***** MATERIAL SUPPLIED *****

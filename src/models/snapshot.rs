// Live telemetry snapshot and its nested metric groups.
// Wire format is snake_case JSON; instants serialize as ISO-8601 strings.

use std::time::Duration;

use chrono::{DateTime, Utc};
use serde::{Deserialize, Serialize};

#[derive(Debug, Clone, Default, Serialize, Deserialize)]
pub struct CpuMetrics {
    pub percent: f64,
    pub load_1: f64,
    pub load_5: f64,
    pub load_15: f64,
    /// MHz; 0 when the platform does not expose frequency.
    pub freq_current: f64,
    pub freq_min: f64,
    pub freq_max: f64,
}

/// Byte counts plus derived percentages for RAM and swap.
#[derive(Debug, Clone, Default, Serialize, Deserialize)]
pub struct MemoryMetrics {
    pub total: u64,
    pub used: u64,
    pub available: u64,
    pub percent: f64,
    pub swap_total: u64,
    pub swap_used: u64,
    pub swap_free: u64,
    pub swap_percent: f64,
}

/// One mounted, typed filesystem.
#[derive(Debug, Clone, Serialize, Deserialize)]
pub struct DiskUsage {
    pub device: String,
    pub mountpoint: String,
    pub total: u64,
    pub used: u64,
    pub free: u64,
    pub percent: f64,
}

/// Cumulative interface counters (summed across interfaces, monotonic since
/// boot) plus rates derived from the previous sample.
#[derive(Debug, Clone, Default, Serialize, Deserialize)]
pub struct NetworkMetrics {
    pub bytes_sent_total: u64,
    pub bytes_recv_total: u64,
    pub send_rate_mbps: f64,
    pub recv_rate_mbps: f64,
}

/// One hardware sensor. `high`/`critical` are thresholds the platform may
/// not report.
#[derive(Debug, Clone, Serialize, Deserialize)]
pub struct TemperatureReading {
    pub name: String,
    pub current: f64,
    pub high: Option<f64>,
    pub critical: Option<f64>,
}

#[derive(Debug, Clone, Serialize, Deserialize)]
pub struct SystemClock {
    pub boot_time: DateTime<Utc>,
    /// Rendered `Nd HH:MM:SS`.
    pub uptime: String,
}

impl Default for SystemClock {
    fn default() -> Self {
        Self {
            boot_time: DateTime::UNIX_EPOCH,
            uptime: format_uptime(Duration::ZERO),
        }
    }
}

/// One sampling instant for one host. Built per tick, broadcast to live
/// subscribers and handed to the persistence writer, then discarded.
#[derive(Debug, Clone, Serialize, Deserialize)]
pub struct Snapshot {
    pub timestamp: DateTime<Utc>,
    pub hostname: String,
    pub cpu: CpuMetrics,
    pub memory: MemoryMetrics,
    pub disk: Vec<DiskUsage>,
    pub network: NetworkMetrics,
    pub temperature: Vec<TemperatureReading>,
    pub system_time: SystemClock,
}

/// Render an uptime duration as `Nd HH:MM:SS`.
pub fn format_uptime(uptime: Duration) -> String {
    let total = uptime.as_secs();
    let days = total / 86_400;
    let hours = (total % 86_400) / 3_600;
    let minutes = (total % 3_600) / 60;
    let seconds = total % 60;
    format!("{days}d {hours:02}:{minutes:02}:{seconds:02}")
}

*****

_INSTRUCTIONS TO FOLLOW_
What you give back should be the full listing, copied exactly.

_RESULT OF THIS EXERCISE_
filename src/models/snapshot.rs
// Live telemetry snapshot and its nested metric groups.
// Wire format is snake_case JSON; instants serialize as ISO-8601 strings.

use std::time::Duration;

use chrono::{DateTime, Utc};
use serde::{Deserialize, Serialize};

#[derive(Debug, Clone, Default, Serialize, Deserialize)]
pub struct CpuMetrics {
    pub percent: f64,
    pub load_1: f64,
    pub load_5: f64,
    pub load_15: f64,
    /// MHz; 0 when the platform does not expose frequency.
    pub freq_current: f64,
    pub freq_min: f64,
    pub freq_max: f64,
}

/// Byte counts plus derived percentages for RAM and swap.
#[derive(Debug, Clone, Default, Serialize, Deserialize)]
pub struct MemoryMetrics {
    pub total: u64,
    pub used: u64,
    pub available: u64,
    pub percent: f64,
    pub swap_total: u64,
    pub swap_used: u64,
    pub swap_free: u64,
    pub swap_percent: f64,
}

/// One mounted, typed filesystem.
#[derive(Debug, Clone, Serialize, Deserialize)]
pub struct DiskUsage {
    pub device: String,
    pub mountpoint: String,
    pub total: u64,
    pub used: u64,
    pub free: u64,
    pub percent: f64,
}

/// Cumulative interface counters (summed across interfaces, monotonic since
/// boot) plus rates derived from the previous sample.
#[derive(Debug, Clone, Default, Serialize, Deserialize)]
pub struct NetworkMetrics {
    pub bytes_sent_total: u64,
    pub bytes_recv_total: u64,
    pub send_rate_mbps: f64,
    pub recv_rate_mbps: f64,
}

/// One hardware sensor. `high`/`critical` are thresholds the platform may
/// not report.
#[derive(Debug, Clone, Serialize, Deserialize)]
pub struct TemperatureReading {
    pub name: String,
    pub current: f64,
    pub high: Option<f64>,
    pub critical: Option<f64>,
}

#[derive(Debug, Clone, Serialize, Deserialize)]
pub struct SystemClock {
    pub boot_time: DateTime<Utc>,
    /// Rendered `Nd HH:MM:SS`.
    pub uptime: String,
}

impl Default for SystemClock {
    fn default() -> Self {
        Self {
            boot_time: DateTime::UNIX_EPOCH,
            uptime: format_uptime(Duration::ZERO),
        }
    }
}

/// One sampling instant for one host. Built per tick, broadcast to live
/// subscribers and handed to the persistence writer, then discarded.
#[derive(Debug, Clone, Serialize, Deserialize)]
pub struct Snapshot {
    pub timestamp: DateTime<Utc>,
    pub hostname: String,
    pub cpu: CpuMetrics,
    pub memory: MemoryMetrics,
    pub disk: Vec<DiskUsage>,
    pub network: NetworkMetrics,
    pub temperature: Vec<TemperatureReading>,
    pub system_time: SystemClock,
}

/// Render an uptime duration as `Nd HH:MM:SS`.
pub fn format_uptime(uptime: Duration) -> String {
    let total = uptime.as_secs();
    let days = total / 86_400;
    let hours = (total % 86_400) / 3_600;
    let minutes = (total % 3_600) / 60;
    let seconds = total % 60;
    format!("{days}d {hours:02}:{minutes:02}:{seconds:02}")
}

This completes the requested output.